◆ About this task ◆
Set down exactly the lines in the records below that run from the line with "fn read_line(&mut self, prompt: &str)" to the line with "name: must not", inclusive, and nothing more.
*** Opening Dataset ***
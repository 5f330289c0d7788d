//! Interactive numbered menu.

use std::io::{self, BufRead, Write};

use chrono::NaiveDate;
use inventory_core::validation::{
    parse_nonempty_text, parse_nonnegative_integer, parse_positive_decimal,
};
use inventory_core::{ProductCode, ProductKind, RawProduct, ValidationError};
use inventory_manager::Inventory;

use crate::render::{write_listing, write_product};

const MENU: &str = "\
Inventory menu
1. Create electronic product
2. Create food product
3. Find product
4. Update product
5. Delete product
6. List all products
7. Exit";

/// Menu loop over any line source and sink.
pub struct Menu<R, W> {
    input: R,
    output: W,
    today: NaiveDate,
}

impl<R: BufRead, W: Write> Menu<R, W> {
    /// Create a menu reading from `input` and printing to `output`.
    pub fn new(input: R, output: W, today: NaiveDate) -> Self {
        Self { input, output, today }
    }

    /// Run until the user picks exit or input ends.
    pub async fn run(&mut self, inventory: &mut Inventory) -> io::Result<()> {
        loop {
            writeln!(self.output, "\n{MENU}")?;
            let Some(choice) = self.read_line("Choose an option: ")? else {
                break;
            };

            let done = match choice.as_str() {
                "1" => self.create(inventory, ProductKind::Electronic).await?,
                "2" => self.create(inventory, ProductKind::Food).await?,
                "3" => self.find(inventory).await?,
                "4" => self.update(inventory).await?,
                "5" => self.delete(inventory).await?,
                "6" => self.list(inventory).await?,
                "7" => break,
                other => {
                    writeln!(self.output, "Invalid option: {other}")?;
                    Step::Continue
                }
            };
            if done == Step::Quit {
                break;
            }
        }

        writeln!(self.output, "Goodbye")?;
        Ok(())
    }

    async fn create(&mut self, inventory: &mut Inventory, kind: ProductKind) -> io::Result<Step> {
        let Some(code) = self.ask("Code: ", |s| ProductCode::parse(s).map(drop))? else {
            return Ok(Step::Quit);
        };
        let Some(name) = self.ask("Name: ", |s| parse_nonempty_text("name", s).map(drop))? else {
            return Ok(Step::Quit);
        };
        let Some(cost) = self.ask("Cost: ", |s| parse_positive_decimal("cost", s).map(drop))? else {
            return Ok(Step::Quit);
        };
        let Some(price) = self.ask("Price: ", |s| parse_positive_decimal("price", s).map(drop))? else {
            return Ok(Step::Quit);
        };
        let Some(quantity) =
            self.ask("Quantity: ", |s| parse_nonnegative_integer("quantity", s).map(drop))?
        else {
            return Ok(Step::Quit);
        };

        let raw = RawProduct {
            code: &code,
            name: &name,
            cost: &cost,
            price: &price,
            quantity: &quantity,
        };
        let result = match kind {
            ProductKind::Electronic => {
                let Some(category) = self.read_line("Category: ")? else {
                    return Ok(Step::Quit);
                };
                inventory.add_electronic(raw, &category).await
            }
            ProductKind::Food => {
                let Some(expiration) = self.read_line("Expiration: ")? else {
                    return Ok(Step::Quit);
                };
                inventory.add_food(raw, &expiration).await
            }
        };

        match result {
            Ok(product) => writeln!(self.output, "Created {product}")?,
            Err(e) => writeln!(self.output, "Error: {e}")?,
        }
        Ok(Step::Continue)
    }

    async fn find(&mut self, inventory: &Inventory) -> io::Result<Step> {
        let Some(code) = self.ask("Code: ", |s| ProductCode::parse(s).map(drop))? else {
            return Ok(Step::Quit);
        };
        match inventory.find(&code).await {
            Ok(product) => write_product(&mut self.output, &product, self.today)?,
            Err(e) => writeln!(self.output, "Error: {e}")?,
        }
        Ok(Step::Continue)
    }

    async fn update(&mut self, inventory: &mut Inventory) -> io::Result<Step> {
        let Some(code) = self.ask("Code: ", |s| ProductCode::parse(s).map(drop))? else {
            return Ok(Step::Quit);
        };
        let Some(cost) = self.ask("New cost: ", |s| parse_positive_decimal("cost", s).map(drop))?
        else {
            return Ok(Step::Quit);
        };
        let Some(price) =
            self.ask("New price: ", |s| parse_positive_decimal("price", s).map(drop))?
        else {
            return Ok(Step::Quit);
        };
        let Some(quantity) =
            self.ask("New quantity: ", |s| parse_nonnegative_integer("quantity", s).map(drop))?
        else {
            return Ok(Step::Quit);
        };

        match inventory.update(&code, &cost, &price, &quantity).await {
            Ok(product) => {
                write!(self.output, "Updated ")?;
                write_product(&mut self.output, &product, self.today)?;
            }
            Err(e) => writeln!(self.output, "Error: {e}")?,
        }
        Ok(Step::Continue)
    }

    async fn delete(&mut self, inventory: &mut Inventory) -> io::Result<Step> {
        let Some(code) = self.ask("Code: ", |s| ProductCode::parse(s).map(drop))? else {
            return Ok(Step::Quit);
        };
        match inventory.remove(&code).await {
            Ok(code) => writeln!(self.output, "Deleted {code}")?,
            Err(e) => writeln!(self.output, "Error: {e}")?,
        }
        Ok(Step::Continue)
    }

    async fn list(&mut self, inventory: &Inventory) -> io::Result<Step> {
        match inventory.list().await {
            Ok(listing) => write_listing(&mut self.output, &listing, self.today)?,
            Err(e) => writeln!(self.output, "Error: {e}")?,
        }
        Ok(Step::Continue)
    }

    /// Prompt until `check` accepts the answer. `None` means input ended.
    fn ask(
        &mut self,
        prompt: &str,
        check: impl Fn(&str) -> Result<(), ValidationError>,
    ) -> io::Result<Option<String>> {
        loop {
            let Some(answer) = self.read_line(prompt)? else {
                return Ok(None);
            };
            match check(&answer) {
                Ok(()) => return Ok(Some(answer)),
                Err(e) => writeln!(self.output, "{e}, try again")?,
            }
        }
    }

    /// Prompt for one trimmed line. `None` means input ended.
    fn read_line(&mut self, prompt: &str) -> io::Result<Option<String>> {
        write!(self.output, "{prompt}")?;
        self.output.flush()?;

        let mut line = String::new();
        if self.input.read_line(&mut line)? == 0 {
            return Ok(None);
        }
        Ok(Some(line.trim().to_string()))
    }
}

#[derive(Debug, Clone, Copy, PartialEq, Eq)]
enum Step {
    Continue,
    Quit,
}

#[cfg(test)]
mod tests {
    use super::*;
    use inventory_storage::StorageConfig;
    use std::io::Cursor;

    fn today() -> NaiveDate {
        NaiveDate::from_ymd_opt(2025, 6, 1).unwrap()
    }

    async fn run_script(inventory: &mut Inventory, script: &str) -> String {
        let mut output = Vec::new();
        Menu::new(Cursor::new(script.as_bytes()), &mut output, today())
            .run(inventory)
            .await
            .unwrap();
        String::from_utf8(output).unwrap()
    }

    async fn inventory_in(dir: &tempfile::TempDir) -> Inventory {
        let config = StorageConfig::Json { path: dir.path().join("inventory.json") };
        Inventory::open(&config).await.unwrap()
    }

    #[tokio::test]
    async fn test_create_reasks_invalid_fields() {
        let dir = tempfile::tempdir().unwrap();
        let mut inventory = inventory_in(&dir).await;

        let out = run_script(
            &mut inventory,
            "1\nA1\n\nlaptop\nabc\n0\n500\n800\n-3\n3\ncomputing\n7\n",
        )
        .await;

        assert!(out.contains("invalid name: must not be empty, try again"));
        assert!(out.contains("invalid cost: `abc` is not a number, try again"));
        assert!(out.contains("invalid cost: must be greater than zero, try again"));
        assert!(out.contains("invalid quantity: must not be negative, try again"));
        assert!(out.contains("Created A1 Laptop - category: computing"));
        assert!(out.ends_with("Goodbye\n"));

        assert_eq!(inventory.find("A1").await.unwrap().quantity(), 3);
    }

    #[tokio::test]
    async fn test_every_menu_entry_is_wired() {
        let dir = tempfile::tempdir().unwrap();
        let mut inventory = inventory_in(&dir).await;

        let out = run_script(
            &mut inventory,
            "2\nF1\nmilk\n1\n2\n10\n2025-05-01\n\
             3\nF1\n\
             4\nF1\n1.5\n2.5\n7\n\
             6\n\
             5\nF1\n\
             3\nF1\n\
             7\n",
        )
        .await;

        assert!(out.contains("Created F1 Milk - expiration: 2025-05-01"));
        assert!(out.contains("F1 Milk - expiration: 2025-05-01 | cost 1.00 | price 2.00 | qty 10 | EXPIRED"));
        assert!(out.contains("Updated F1 Milk - expiration: 2025-05-01 | cost 1.50 | price 2.50 | qty 7"));
        assert!(out.contains("Products (1)"));
        assert!(out.contains("Deleted F1"));
        assert!(out.contains("Error: no product with code F1"));
    }

    #[tokio::test]
    async fn test_duplicate_and_missing_reported() {
        let dir = tempfile::tempdir().unwrap();
        let mut inventory = inventory_in(&dir).await;

        let out = run_script(
            &mut inventory,
            "1\nA1\nlaptop\n500\n800\n3\ncomputing\n\
             2\nA1\nbread\n1\n2\n3\ntomorrow\n\
             4\nZZ\n1\n2\n3\n\
             5\nZZ\n\
             7\n",
        )
        .await;

        assert!(out.contains("Error: a product with code A1 already exists"));
        assert_eq!(out.matches("Error: no product with code ZZ").count(), 2);
        assert_eq!(inventory.list().await.unwrap().products.len(), 1);
    }

    #[tokio::test]
    async fn test_update_of_missing_code_asks_values_then_reports() {
        let dir = tempfile::tempdir().unwrap();
        let mut inventory = inventory_in(&dir).await;

        let out = run_script(&mut inventory, "4\nZZ\n1\n2\n3\n7\n").await;

        let reported = out.find("Error: no product with code ZZ").unwrap();
        assert!(out.find("New quantity: ").unwrap() < reported);
        assert!(!out.contains("Current: "));
        assert!(out.ends_with("Goodbye\n"));
        assert!(!dir.path().join("inventory.json").exists());
    }

    #[tokio::test]
    async fn test_invalid_option_and_end_of_input() {
        let dir = tempfile::tempdir().unwrap();
        let mut inventory = inventory_in(&dir).await;

        let out = run_script(&mut inventory, "9\n6\n").await;
        assert!(out.contains("Invalid option: 9"));
        assert!(out.contains("No products in inventory"));
        assert!(out.ends_with("Goodbye\n"));
    }

    #[tokio::test]
    async fn test_input_ending_mid_prompt_stops_cleanly() {
        let dir = tempfile::tempdir().unwrap();
        let mut inventory = inventory_in(&dir).await;

        let out = run_script(&mut inventory, "1\nA1\nlaptop\n").await;
        assert!(out.ends_with("Goodbye\n"));
        assert!(inventory.list().await.unwrap().products.is_empty());
    }
}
*** Closing Dataset ***
◆ Exercise answer ◆
    fn read_line(&mut self, prompt: &str) -> io::Result<Option<String>> {
        write!(self.output, "{prompt}")?;
        self.output.flush()?;

        let mut line = String::new();
        if self.input.read_line(&mut line)? == 0 {
            return Ok(None);
        }
        Ok(Some(line.trim().to_string()))
    }
}

#[derive(Debug, Clone, Copy, PartialEq, Eq)]
enum Step {
    Continue,
    Quit,
}

#[cfg(test)]
mod tests {
    use super::*;
    use inventory_storage::StorageConfig;
    use std::io::Cursor;

    fn today() -> NaiveDate {
        NaiveDate::from_ymd_opt(2025, 6, 1).unwrap()
    }

    async fn run_script(inventory: &mut Inventory, script: &str) -> String {
        let mut output = Vec::new();
        Menu::new(Cursor::new(script.as_bytes()), &mut output, today())
            .run(inventory)
            .await
            .unwrap();
        String::from_utf8(output).unwrap()
    }

    async fn inventory_in(dir: &tempfile::TempDir) -> Inventory {
        let config = StorageConfig::Json { path: dir.path().join("inventory.json") };
        Inventory::open(&config).await.unwrap()
    }

    #[tokio::test]
    async fn test_create_reasks_invalid_fields() {
        let dir = tempfile::tempdir().unwrap();
        let mut inventory = inventory_in(&dir).await;

        let out = run_script(
            &mut inventory,
            "1\nA1\n\nlaptop\nabc\n0\n500\n800\n-3\n3\ncomputing\n7\n",
        )
        .await;

        assert!(out.contains("invalid name: must not be empty, try again"));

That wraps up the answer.